◆ Supplied data
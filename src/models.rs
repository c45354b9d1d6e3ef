use serde::{Deserialize, Serialize};
use utoipa::ToSchema;

#[derive(Deserialize, ToSchema)]
pub struct LoginRequest {
    #[schema(example = "admin@kampus.ac.id", format = "email")]
    pub email: String,
    #[schema(example = "secret")]
    pub password: String,
}

#[derive(Debug, Serialize, Deserialize)]
pub struct Claims {
    pub user_id: u64,
    /// Email of the account
    pub sub: String,
    pub is_admin: bool,
    pub is_dosen: bool,
    pub exp: usize,
    pub jti: String,
}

◆ Required action
Write out all of the records once more, exactly.

◆ Written solution
filename src/models.rs
repository c45354b9d1d6e3ef
use serde::{Deserialize, Serialize};
use utoipa::ToSchema;

#[derive(Deserialize, ToSchema)]
pub struct LoginRequest {
    #[schema(example = "admin@kampus.ac.id", format = "email")]
    pub email: String,
    #[schema(example = "secret")]
    pub password: String,
}

#[derive(Debug, Serialize, Deserialize)]
pub struct Claims {
    pub user_id: u64,
    /// Email of the account
    pub sub: String,
    pub is_admin: bool,
    pub is_dosen: bool,
    pub exp: usize,
    pub jti: String,
}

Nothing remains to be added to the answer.